Had enough of sloppy, howling garage rock, yet? Sick of seeing Jack White or one of his protégés (of sorts) plastered on the cover of every slick rock magazine being hawked at the local grocery store? Wondering how it is, exactly, that each two-bit band hailing from Detroit or some Slavic country is going to save rock-n-roll?
You’re not alone. Trust me. You are definitely not alone.
That doesn’t, of course, mean they (and there are a lot of them) are going away anytime soon. For the rest of you—all of you who have been not so patiently stamping your foot, waiting for garage rock’s great comeback—it’s a freakin’ renaissance. Enjoy it while you can.
It started, I guess, with the White Stripes. Maybe it was sooner, but was anyone really paying attention before Jack and Meg? Shortly after the Lego video broke on MTV, again depending on who’s keeping score, newly found saviors started coming out of the woodwork. There are: Mooney Suzuki, the Detroit Cobras, the Hives, the Yeah Yeah Yeahs, the Vines. . . .
And the Von Bondies. A Jack White pet project, 2001’s Lack of Communication capitalized nicely on the candy stripped buzz and included a remarkably fun and crisp hit, “Cryin’”. They were a little more infectious than most of their dank, club-dwelling brethren, and guitarist/singer Jason Stollsteimer has a presence—both on stage and record—that is undeniable.
On Raw and Rare, however, the Bondies are exposed for what they are: bland impersonators of some forgotten grand heyday of rock that never really existed.
The 15-track disc was culled mostly from two live BBC sessions recorded in 2001 and 2002, on the heels of Communication. It’s a sampler to keep the faithful hungry in anticipation of the upcoming proper follow-up,Pawn Shoppe Heart. For those who believe in the capacity of an average band with average songs from a below average, cigarette-butt of a Midwestern town, Raw will likely do just that. For the rest of us, it’s validation that nobody has ever saved or killed rock-n-roll, and that we should stop perpetrating that particular (and ridiculous) argument and actually listen to the damn music. Because with your ears wide open, you’ll find nothing raw or rare about the Von Bondies.
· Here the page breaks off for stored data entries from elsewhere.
impl ResourceInfo {
    /// Creates an empty plain row for `relative_path`.
    #[must_use]
    pub fn new(relative_path: impl Into<PathBuf>) -> Self {
        Self {
            relative_path: relative_path.into(),
            prefix: String::new(),
            location: Location::default(),
            checksum: String::new(),
            uncompressed_size: 0,
            compressed_size: 0,
            binary_operation: 0,
            kind: ResourceKind::Plain,
        }
    }

    /// Creates a dummy padding row for `relative_path`.
    #[must_use]
    pub fn dummy(relative_path: impl Into<PathBuf>) -> Self {
        Self::new(relative_path)
    }

    /// Sets the logical namespace prefix.
    #[must_use]
    pub fn with_prefix(mut self, prefix: impl Into<String>) -> Self {
        self.prefix = prefix.into();
        self
    }

    /// Sets the row discriminant.
    #[must_use]
    pub fn with_kind(mut self, kind: ResourceKind) -> Self {
        self.kind = kind;
        self
    }

    /// Relative path of the resource within its group.
    #[must_use]
    pub fn relative_path(&self) -> &Path {
        &self.relative_path
    }

    /// Relative path rendered the way manifests spell it.
    #[must_use]
    pub fn path_string(&self) -> String {
        manifest_path(&self.relative_path)
    }

    /// Logical namespace prefix, e.g. `res`.
    #[must_use]
    pub fn prefix(&self) -> &str {
        &self.prefix
    }

    /// Content-derived storage location; empty for dummy rows.
    #[must_use]
    pub fn location(&self) -> &Location {
        &self.location
    }

    /// MD5 of the uncompressed payload; empty for dummy rows.
    #[must_use]
    pub fn checksum(&self) -> &str {
        &self.checksum
    }

    /// Exact payload length in bytes.
    #[must_use]
    pub fn uncompressed_size(&self) -> u64 {
        self.uncompressed_size
    }

    /// Gzip-compressed payload length; zero when never computed.
    #[must_use]
    pub fn compressed_size(&self) -> u64 {
        self.compressed_size
    }

    /// Opaque per-extension tag preserved through documents.
    #[must_use]
    pub fn binary_operation(&self) -> u32 {
        self.binary_operation
    }

    /// Row discriminant.
    #[must_use]
    pub fn kind(&self) -> &ResourceKind {
        &self.kind
    }

    /// Patch record fields, when this row is a patch record.
    #[must_use]
    pub fn patch_record(&self) -> Option<&PatchRecord> {
        match &self.kind {
            ResourceKind::Patch(record) => Some(record),
            _ => None,
        }
    }

    /// Reports whether this is a padding row.
    #[must_use]
    pub fn is_dummy(&self) -> bool {
        self.location.is_empty()
    }

    /// Fills checksum, sizes, and location from the payload bytes.
    ///
    /// The compressed size is only computed when `calculate_compressions` is
    /// set; otherwise it is recorded as unknown.
    ///
    /// # Errors
    ///
    /// Returns [`ErrorKind::FailedToCompressData`] when size accounting of
    /// the gzip stream fails.
    pub fn set_parameters_from_data(
        &mut self,
        data: &[u8],
        calculate_compressions: bool,
    ) -> Result<()> {
        self.checksum = md5_hex(data);
        self.uncompressed_size = data.len() as u64;
        self.compressed_size = if calculate_compressions {
            let mut counter = compress::CountingGzipEncoder::new();
            counter
                .push(data)
                .and_then(|()| counter.finish())
                .map_err(|error| {
                    Error::with_info(ErrorKind::FailedToCompressData, error.to_string())
                })?
        } else {
            0
        };
        self.assign_location();
        Ok(())
    }

    /// Recomputes the location from the current prefix, path, and checksum.
    pub(crate) fn assign_location(&mut self) {
        self.location =
            Location::from_path_and_checksum(&self.prefix, &self.relative_path, &self.checksum);
    }

    pub(crate) fn type_tag(&self) -> ResourceTypeTag {
        match &self.kind {
            ResourceKind::Plain => ResourceTypeTag::Plain,
            ResourceKind::Chunk => ResourceTypeTag::Chunk,
            ResourceKind::Patch(_) => ResourceTypeTag::Patch,
            ResourceKind::GroupEmbedded => ResourceTypeTag::GroupEmbedded,
        }
    }

    /// Set-operation ordering key: `(relativePath, checksum)` ascending.
    pub(crate) fn sort_key(&self) -> (String, String) {
        (self.path_string(), self.checksum.clone())
    }

    /// Identity under set semantics.
    pub(crate) fn same_identity(&self, other: &Self) -> bool {
        self.relative_path == other.relative_path && self.checksum == other.checksum
    }

    const BASE_TAGS: &'static [&'static str] = &[
        tags::RELATIVE_PATH,
        tags::PREFIX,
        tags::LOCATION,
        tags::CHECKSUM,
        tags::UNCOMPRESSED_SIZE,
        tags::COMPRESSED_SIZE,
        tags::BINARY_OPERATION,
        tags::TYPE,
    ];

    const PATCH_TAGS: &'static [&'static str] = &[
        tags::TARGET_RELATIVE_PATH,
        tags::DATA_OFFSET,
        tags::SOURCE_OFFSET,
        tags::MATCH_LENGTH,
    ];

    /// Renders this row as a YAML mapping for a document of `version`.
    pub(crate) fn export_yaml(&self, version: Version) -> Mapping {
        let mut map = Mapping::new();
        document::emit(
            &mut map,
            tags::RELATIVE_PATH,
            version,
            Value::String(self.path_string()),
        );
        document::emit(
            &mut map,
            tags::PREFIX,
            version,
            Value::String(self.prefix.clone()),
        );
        document::emit(
            &mut map,
            tags::LOCATION,
            version,
            Value::String(self.location.as_str().to_owned()),
        );
        document::emit(
            &mut map,
            tags::CHECKSUM,
            version,
            Value::String(self.checksum.clone()),
        );
        document::emit(
            &mut map,
            tags::UNCOMPRESSED_SIZE,
            version,
            Value::from(self.uncompressed_size),
        );
        document::emit(
            &mut map,
            tags::COMPRESSED_SIZE,
            version,
            Value::from(self.compressed_size),
        );
        document::emit(
            &mut map,
            tags::BINARY_OPERATION,
            version,
            Value::from(u64::from(self.binary_operation)),
        );
        document::emit(
            &mut map,
            tags::TYPE,
            version,
            Value::String(self.type_tag().as_str().to_owned()),
        );
        if let ResourceKind::Patch(record) = &self.kind {
            document::emit(
                &mut map,
                tags::TARGET_RELATIVE_PATH,
                version,
                Value::String(manifest_path(&record.target_relative_path)),
            );
            document::emit(
                &mut map,
                tags::DATA_OFFSET,
                version,
                Value::from(record.data_offset),
            );
            document::emit(
                &mut map,
                tags::SOURCE_OFFSET,
                version,
                Value::from(record.source_offset),
            );
            if let Some(match_length) = record.match_length {
                document::emit(
                    &mut map,
                    tags::MATCH_LENGTH,
                    version,
                    Value::from(match_length),
                );
            }
        }
        map
    }

    /// Parses one row of a document of `version`.
    ///
    /// `default_type` supplies the discriminant for documents predating the
    /// per-resource `Type` tag.
    pub(crate) fn import_yaml(
        map: &Mapping,
        version: Version,
        default_type: ResourceTypeTag,
    ) -> Result<Self> {
        let type_tag = if document::window(tags::TYPE).contains(version) {
            let text = document::required_str(map, tags::TYPE)?;
            ResourceTypeTag::parse(text)
                .ok_or_else(|| Error::with_info(ErrorKind::MalformedResourceGroup, text))?
        } else {
            default_type
        };

        let allowed: Vec<&str> = if type_tag == ResourceTypeTag::Patch {
            Self::BASE_TAGS
                .iter()
                .chain(Self::PATCH_TAGS)
                .copied()
                .collect()
        } else {
            Self::BASE_TAGS.to_vec()
        };
        document::reject_unknown_tags(map, &allowed)?;

        let mut resource = Self::new(PathBuf::from(document::required_str(
            map,
            tags::RELATIVE_PATH,
        )?));
        if document::window(tags::PREFIX).contains(version) {
            if let Some(prefix) = document::get(map, tags::PREFIX) {
                resource.prefix = prefix
                    .as_str()
                    .ok_or_else(|| document::malformed(tags::PREFIX))?
                    .to_owned();
            }
        }
        resource.location =
            Location::from_string(document::required_str(map, tags::LOCATION)?.to_owned());
        resource.checksum = document::required_str(map, tags::CHECKSUM)?.to_owned();
        resource.uncompressed_size = document::required_u64(map, tags::UNCOMPRESSED_SIZE)?;
        resource.compressed_size = document::required_u64(map, tags::COMPRESSED_SIZE)?;
        if document::window(tags::BINARY_OPERATION).contains(version) {
            if let Some(value) = document::optional_u64(map, tags::BINARY_OPERATION)? {
                resource.binary_operation = u32::try_from(value)
                    .map_err(|_| document::malformed(tags::BINARY_OPERATION))?;
            }
        }

        resource.kind = match type_tag {
            ResourceTypeTag::Plain => ResourceKind::Plain,
            ResourceTypeTag::Chunk => ResourceKind::Chunk,
            ResourceTypeTag::GroupEmbedded => ResourceKind::GroupEmbedded,
            ResourceTypeTag::Patch => ResourceKind::Patch(PatchRecord {
                target_relative_path: PathBuf::from(document::required_str(
                    map,
                    tags::TARGET_RELATIVE_PATH,
                )?),
                data_offset: document::required_u64(map, tags::DATA_OFFSET)?,
                source_offset: document::required_u64(map, tags::SOURCE_OFFSET)?,
                match_length: document::optional_u64(map, tags::MATCH_LENGTH)?,
            }),
        };
        Ok(resource)
    }

    /// Renders this row as a legacy CSV line.
    pub(crate) fn export_csv_line(&self) -> String {
        format!(
            "{}:/{},{},{},{},{},{}",
            self.prefix,
            self.path_string(),
            self.location.as_str(),
            self.checksum,
            self.uncompressed_size,
            self.compressed_size,
            self.binary_operation
        )
    }

    /// Parses one legacy CSV line.
    pub(crate) fn import_csv_line(line: &str) -> Result<Self> {
        let malformed = || Error::with_info(ErrorKind::MalformedResourceInput, line);

        let mut fields = line.split(',');
        let prefixed_path = fields.next().ok_or_else(malformed)?;
        let (prefix, path) = prefixed_path.split_once(":/").ok_or_else(malformed)?;

        let location = fields.next().ok_or_else(malformed)?;
        let checksum = fields.next().ok_or_else(malformed)?;
        let uncompressed: u64 = fields
            .next()
            .and_then(|value| value.parse().ok())
            .ok_or_else(malformed)?;
        let compressed: u64 = fields
            .next()
            .and_then(|value| value.parse().ok())
            .ok_or_else(malformed)?;
        let binary_operation = match fields.next() {
            None => 0,
            Some(value) => value.parse::<u32>().map_err(|_| malformed())?,
        };
        if fields.next().is_some() {
            return Err(malformed());
        }

        let mut resource = Self::new(PathBuf::from(path)).with_prefix(prefix);
        resource.location = Location::from_string(location.to_owned());
        resource.checksum = checksum.to_owned();
        resource.uncompressed_size = uncompressed;
        resource.compressed_size = compressed;
        resource.binary_operation = binary_operation;
        Ok(resource)
    }
}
From the opening drum roll and droning guitar on “Lack of Communication”, it’s clear that the Bondies are approximating something. What that is, though, is anyone’s guess. There’s a bit of Delta blues, some Kinks-like garage work, and plenty of 1970s-brand, New York rock scene posing going on, but when all of these things are jammed onto the same palette, the result is a stomach-turning stew of the banal.
On record, the Von Bondies are full of a half-crazed energy that makes even their imitations sound immediate. They beg for your attention. Oddly enough, though, that energy doesn’t seem to carry over to the stage. They’re still a pretty tight unit for a supposed garage band, but the sound is muddled. There’s no direction here. As a listener, you’re never really sure where the focal point is. Is it the fuzzed out guitar? The pounding rhythm? Stollsteimer’s growl? Stollsteimer himself is often the one getting in the way. His Jim Morrison fetish grows tiresome quickly on tracks like “Lack of Communication” and “Nite Train”. Somewhere, one imagines a school in Detroit that’s churning out factory model Morrisons, and they all look and sound like our pal Jason.
The track selection is fairly predictable here, too. “Cryin’” is represented twice, though neither version is as nearly as fun and ballsy as the studio one. “It Came From Japan”, another of the Bondies’ “hits”, is represented, as are the obligatory covers of the band’s “forefathers”—a standard in the set of any good nostalgia rocker. For the Von Bondies, that means the Sarrow’s “Take a Heart” and the Compulsive Gamblers’ “Rock & Roll Nurse”. Drummer Don Blum takes over the vocals for “Nurse”, but plods along in the same Morrison-esque fashion as Stollsteimer. Yet both “Nurse” and “Take a Heart” are the most focused and tight tracks on the disc.
Like a lot of the garage rock set, the Von Bondies fancy themselves as throwbacks. Or so it seems. They don’t do anything particularly new or daring, the guitar work is predictable and the vocals are painfully plain. And that could work out just fine if they knew what exactly they were throwing back to. Jack White is a student of the Delta blues heritage. But it’s easy to combine blues and garage rock. The White Stripes, though, do it with heart and soul and the spirit of a child. Jack and Meg understand, and have an innate feel for, the realm they are both emerging from and recalling. It’s what makes the music vital and authentic. Too bad Stollsteimer and crew didn’t pick up on that while recording the aptly titled Lack of Communication. It’s one thing to have no clear vision for the future. It’s quite another to not even have sight of the past.